[Collected data]
----

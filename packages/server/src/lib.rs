//! Form Builder HTTP Server
//!
//! REST API over the form compiler and the form storage.
//!
//! # Architecture
//!
//! Endpoints live in modules exposing `routes(state) -> Router`, merged in
//! [`create_router`]:
//! - `form_endpoints`: form listing, compilation and storage
//!
//! # Security
//!
//! - CORS restricted to the editor origins (configurable via
//!   `CORS_ALLOW_ORIGIN`)
//! - Storage authentication is handled by the storage service's access token

use axum::{
    http::{header, Method},
    Router,
};
use formbuilder_core::FieldService;
use std::sync::Arc;
use tower_http::cors::{Any, CorsLayer};
use tower_http::trace::TraceLayer;

mod form_endpoints;
mod http_error;

pub use form_endpoints::ConvertQuery;
pub use http_error::HttpError;

/// Application state shared across all endpoints
#[derive(Clone)]
pub struct AppState {
    pub field_service: Arc<FieldService>,
}

/// Create the application router
pub fn create_router(state: AppState) -> Router {
    Router::new()
        .merge(form_endpoints::routes(state))
        .layer(TraceLayer::new_for_http())
        .layer(cors_layer())
}

/// CORS layer for the form editor
///
/// Default origins cover the editor dev servers. Configure with
/// `CORS_ALLOW_ORIGIN="https://editor.example.org"`.
fn cors_layer() -> CorsLayer {
    let default_origins = [
        "http://localhost:8081", // Editor dev server
        "http://localhost:5173", // Vite default
    ];

    let origins: Vec<header::HeaderValue> = match std::env::var("CORS_ALLOW_ORIGIN") {
        Ok(custom_origin) => match custom_origin.parse::<header::HeaderValue>() {
            Ok(origin) => vec![origin],
            Err(_) => {
                tracing::warn!("Ignoring invalid CORS_ALLOW_ORIGIN {}", custom_origin);
                Vec::new()
            }
        },
        Err(_) => default_origins
            .iter()
            .filter_map(|o| o.parse::<header::HeaderValue>().ok())
            .collect(),
    };

    CorsLayer::new()
        .allow_origin(origins)
        .allow_methods([Method::GET, Method::POST, Method::PUT, Method::DELETE])
        .allow_headers(Any)
        .allow_credentials(false)
}

/// Start the HTTP server
///
/// # Errors
///
/// Returns error if the server fails to bind or start.
pub async fn start_server(field_service: Arc<FieldService>, port: u16) -> anyhow::Result<()> {
    let app = create_router(AppState { field_service });

    let addr = format!("0.0.0.0:{}", port);
    tracing::info!("Form builder server starting on http://{}", addr);

    let listener = tokio::net::TcpListener::bind(&addr).await?;
    axum::serve(listener, app).await?;

    Ok(())
}
//! Utility functions for the form compiler
//!
//! This module provides JSON tree helpers used across the services.

mod json;

pub use json::{deep_merge, is_empty_object, translate, TRANSLATION_KEY_PREFIX};
/// Keep whitelisted members, then drop blacklisted ones
fn filter_enum(schema: &mut Value, options: &FieldOptions) {
    let Value::Object(map) = schema else {
        return;
    };

    if let Some(Value::Array(one_of)) = map.get_mut("oneOf") {
        one_of.retain(|member| {
            member
                .get("const")
                .and_then(Value::as_str)
                .map_or(true, |value| options.allows(value))
        });
    }

    if let Some(Value::Array(values)) = map.get("enum") {
        let keep: Vec<bool> = values
            .iter()
            .map(|v| v.as_str().map_or(true, |value| options.allows(value)))
            .collect();
        for key in ["enum", "enumNames"] {
            if let Some(Value::Array(items)) = map.get_mut(key) {
                let mut flags = keep.iter();
                items.retain(|_| *flags.next().unwrap_or(&true));
            }
        }
    }
}

/// Drop generated enum data, keeping the schema shape
fn strip_enum(schema: &mut Value) {
    if let Value::Object(map) = schema {
        map.remove("oneOf");
        map.remove("enum");
        map.remove("enumNames");
    }
}

fn apply_item_options(schema: &mut Map<String, Value>, options: &FieldOptions) {
    if let Some(unique) = options.unique_items {
        schema.insert("uniqueItems".to_string(), json!(unique));
    }
    if let Some(min) = options.min_items {
        schema.insert("minItems".to_string(), json!(min));
    }
    if let Some(max) = options.max_items {
        schema.insert("maxItems".to_string(), json!(max));
    }
}

/// Schema-shaped tree of validator configs
///
/// Only branches leading to a field that declares validators are emitted.
/// Children of repeated objects nest under `items.properties`, of single
/// objects under `properties`.
pub fn validator_tree(
    children: &[ResolvedField],
    pick: fn(&Field) -> Option<&Value>,
) -> Map<String, Value> {
    let mut tree = Map::new();
    for child in children {
        let mut entry = Map::new();

        let nested = validator_tree(&child.children, pick);
        if !nested.is_empty() {
            if child.property.is_unbounded() {
                entry.insert("items".to_string(), json!({ "properties": nested }));
            } else {
                entry.insert("properties".to_string(), Value::Object(nested));
            }
        }

        if let Some(Value::Object(own)) = pick(&child.field) {
            for (key, value) in own {
                entry.insert(key.clone(), value.clone());
            }
        }

        if !entry.is_empty() {
            tree.insert(child.name().to_string(), Value::Object(entry));
        }
    }
    tree
}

----

## What to produce
Of the lines above, extract only those from the line with "origins (configurable via" to the line with "servers. Configure with", both included, exactly as written.

## Result
//! - CORS restricted to the editor origins (configurable via
//!   `CORS_ALLOW_ORIGIN`)
//! - Storage authentication is handled by the storage service's access token

use axum::{
    http::{header, Method},
    Router,
};
use formbuilder_core::FieldService;
use std::sync::Arc;
use tower_http::cors::{Any, CorsLayer};
use tower_http::trace::TraceLayer;

mod form_endpoints;
mod http_error;

pub use form_endpoints::ConvertQuery;
pub use http_error::HttpError;

/// Application state shared across all endpoints
#[derive(Clone)]
pub struct AppState {
    pub field_service: Arc<FieldService>,
}

/// Create the application router
pub fn create_router(state: AppState) -> Router {
    Router::new()
        .merge(form_endpoints::routes(state))
        .layer(TraceLayer::new_for_http())
        .layer(cors_layer())
}

/// CORS layer for the form editor
///
/// Default origins cover the editor dev servers. Configure with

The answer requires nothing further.